### Required work:
Copy out all lines bearing the word "message" from the listing below.

Start of Material supplied

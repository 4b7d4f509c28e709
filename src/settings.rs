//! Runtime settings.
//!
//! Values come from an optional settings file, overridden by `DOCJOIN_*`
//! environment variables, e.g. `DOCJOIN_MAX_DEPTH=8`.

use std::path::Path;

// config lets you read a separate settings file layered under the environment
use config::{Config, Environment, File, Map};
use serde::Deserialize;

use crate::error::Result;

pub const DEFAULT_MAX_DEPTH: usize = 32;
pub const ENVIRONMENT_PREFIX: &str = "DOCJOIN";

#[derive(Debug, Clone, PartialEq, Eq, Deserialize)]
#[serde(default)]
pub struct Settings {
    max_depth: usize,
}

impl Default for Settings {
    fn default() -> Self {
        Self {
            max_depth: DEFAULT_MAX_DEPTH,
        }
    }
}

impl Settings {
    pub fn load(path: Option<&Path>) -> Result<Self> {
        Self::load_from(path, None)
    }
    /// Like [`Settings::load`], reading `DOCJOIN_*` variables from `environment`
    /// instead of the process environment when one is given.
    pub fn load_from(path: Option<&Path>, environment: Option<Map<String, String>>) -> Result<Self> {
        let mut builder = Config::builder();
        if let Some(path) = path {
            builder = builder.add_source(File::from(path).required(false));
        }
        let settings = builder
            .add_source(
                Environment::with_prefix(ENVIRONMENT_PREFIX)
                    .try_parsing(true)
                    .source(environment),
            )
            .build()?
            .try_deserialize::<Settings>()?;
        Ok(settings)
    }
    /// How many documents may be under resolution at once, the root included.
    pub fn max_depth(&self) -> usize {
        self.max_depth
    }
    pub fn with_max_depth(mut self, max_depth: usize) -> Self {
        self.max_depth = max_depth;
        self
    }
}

End of Material supplied
Start of Material supplied

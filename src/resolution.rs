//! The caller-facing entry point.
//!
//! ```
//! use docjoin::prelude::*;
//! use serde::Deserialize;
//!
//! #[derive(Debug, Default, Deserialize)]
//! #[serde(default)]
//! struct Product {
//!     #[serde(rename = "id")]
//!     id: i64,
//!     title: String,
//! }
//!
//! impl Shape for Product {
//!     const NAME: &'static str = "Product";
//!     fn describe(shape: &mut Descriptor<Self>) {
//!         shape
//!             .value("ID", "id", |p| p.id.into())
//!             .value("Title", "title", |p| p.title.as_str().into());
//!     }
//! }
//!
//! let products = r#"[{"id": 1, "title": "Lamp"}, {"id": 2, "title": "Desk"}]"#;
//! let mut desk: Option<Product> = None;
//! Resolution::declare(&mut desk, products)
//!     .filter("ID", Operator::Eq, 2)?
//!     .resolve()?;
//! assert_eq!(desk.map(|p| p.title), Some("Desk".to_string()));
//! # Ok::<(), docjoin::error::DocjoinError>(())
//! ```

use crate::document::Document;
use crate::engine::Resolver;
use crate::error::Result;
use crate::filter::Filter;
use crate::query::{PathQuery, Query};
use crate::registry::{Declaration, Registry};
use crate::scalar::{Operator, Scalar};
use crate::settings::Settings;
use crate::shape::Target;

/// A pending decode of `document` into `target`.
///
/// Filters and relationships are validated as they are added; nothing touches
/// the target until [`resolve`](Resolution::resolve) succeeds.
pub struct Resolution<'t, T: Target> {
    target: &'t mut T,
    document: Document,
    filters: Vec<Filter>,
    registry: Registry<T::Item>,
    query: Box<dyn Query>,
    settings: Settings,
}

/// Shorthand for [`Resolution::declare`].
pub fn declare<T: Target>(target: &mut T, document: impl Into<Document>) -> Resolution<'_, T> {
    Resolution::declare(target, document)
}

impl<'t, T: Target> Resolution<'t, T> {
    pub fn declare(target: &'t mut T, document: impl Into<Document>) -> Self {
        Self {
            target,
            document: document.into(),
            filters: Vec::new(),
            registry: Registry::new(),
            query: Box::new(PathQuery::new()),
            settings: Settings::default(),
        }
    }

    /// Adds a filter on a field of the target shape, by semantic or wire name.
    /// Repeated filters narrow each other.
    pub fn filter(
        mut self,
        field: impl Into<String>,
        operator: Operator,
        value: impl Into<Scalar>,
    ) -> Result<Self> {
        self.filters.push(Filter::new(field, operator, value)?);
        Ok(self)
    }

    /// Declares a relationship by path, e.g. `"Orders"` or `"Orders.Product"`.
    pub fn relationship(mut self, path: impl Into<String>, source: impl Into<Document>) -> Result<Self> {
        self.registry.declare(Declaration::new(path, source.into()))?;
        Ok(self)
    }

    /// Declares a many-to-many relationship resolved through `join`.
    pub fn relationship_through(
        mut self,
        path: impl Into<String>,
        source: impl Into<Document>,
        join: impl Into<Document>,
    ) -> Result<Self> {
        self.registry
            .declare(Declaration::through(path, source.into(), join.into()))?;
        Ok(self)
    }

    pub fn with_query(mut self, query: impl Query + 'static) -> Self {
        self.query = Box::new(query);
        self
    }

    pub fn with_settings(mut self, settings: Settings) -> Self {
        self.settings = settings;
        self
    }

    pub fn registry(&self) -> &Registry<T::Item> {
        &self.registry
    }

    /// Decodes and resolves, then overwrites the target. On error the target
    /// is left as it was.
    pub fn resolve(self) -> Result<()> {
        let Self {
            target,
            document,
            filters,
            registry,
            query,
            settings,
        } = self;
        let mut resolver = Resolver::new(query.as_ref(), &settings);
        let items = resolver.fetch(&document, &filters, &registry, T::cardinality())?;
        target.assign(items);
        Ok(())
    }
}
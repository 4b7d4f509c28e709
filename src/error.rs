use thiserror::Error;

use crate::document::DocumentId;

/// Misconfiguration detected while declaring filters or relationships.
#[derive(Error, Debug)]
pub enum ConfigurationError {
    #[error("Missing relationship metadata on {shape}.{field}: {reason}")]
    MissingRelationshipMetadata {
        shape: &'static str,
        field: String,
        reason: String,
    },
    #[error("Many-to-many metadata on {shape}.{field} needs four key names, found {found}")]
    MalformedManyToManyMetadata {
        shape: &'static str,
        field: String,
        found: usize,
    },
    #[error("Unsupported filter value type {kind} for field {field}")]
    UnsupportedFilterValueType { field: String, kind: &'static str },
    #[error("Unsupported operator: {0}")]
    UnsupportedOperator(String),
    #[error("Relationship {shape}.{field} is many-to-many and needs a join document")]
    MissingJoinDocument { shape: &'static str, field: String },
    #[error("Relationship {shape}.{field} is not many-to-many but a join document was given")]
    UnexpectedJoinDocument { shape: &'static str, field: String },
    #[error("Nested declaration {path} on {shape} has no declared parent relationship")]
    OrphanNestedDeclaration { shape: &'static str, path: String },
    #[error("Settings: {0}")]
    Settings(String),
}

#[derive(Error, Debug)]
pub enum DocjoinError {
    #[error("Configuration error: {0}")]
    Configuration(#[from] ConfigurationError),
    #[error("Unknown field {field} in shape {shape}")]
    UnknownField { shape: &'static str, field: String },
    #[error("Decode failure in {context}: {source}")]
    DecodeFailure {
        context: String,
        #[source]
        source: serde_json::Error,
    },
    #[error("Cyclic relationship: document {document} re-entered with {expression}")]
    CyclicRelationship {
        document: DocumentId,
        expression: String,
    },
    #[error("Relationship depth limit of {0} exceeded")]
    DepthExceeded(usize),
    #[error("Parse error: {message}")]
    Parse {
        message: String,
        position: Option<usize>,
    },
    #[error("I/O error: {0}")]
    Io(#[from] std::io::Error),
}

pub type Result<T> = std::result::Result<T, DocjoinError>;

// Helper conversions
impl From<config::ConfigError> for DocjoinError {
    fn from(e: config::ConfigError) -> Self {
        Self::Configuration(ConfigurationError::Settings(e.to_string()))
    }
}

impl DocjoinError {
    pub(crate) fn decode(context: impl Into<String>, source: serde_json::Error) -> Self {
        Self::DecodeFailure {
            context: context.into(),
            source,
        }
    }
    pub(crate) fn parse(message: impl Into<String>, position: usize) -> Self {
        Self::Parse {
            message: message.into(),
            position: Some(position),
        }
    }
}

End of Material supplied

### Problem solution:
    #[error("Parse error: {message}")]
        message: String,
    pub(crate) fn parse(message: impl Into<String>, position: usize) -> Self {
            message: message.into(),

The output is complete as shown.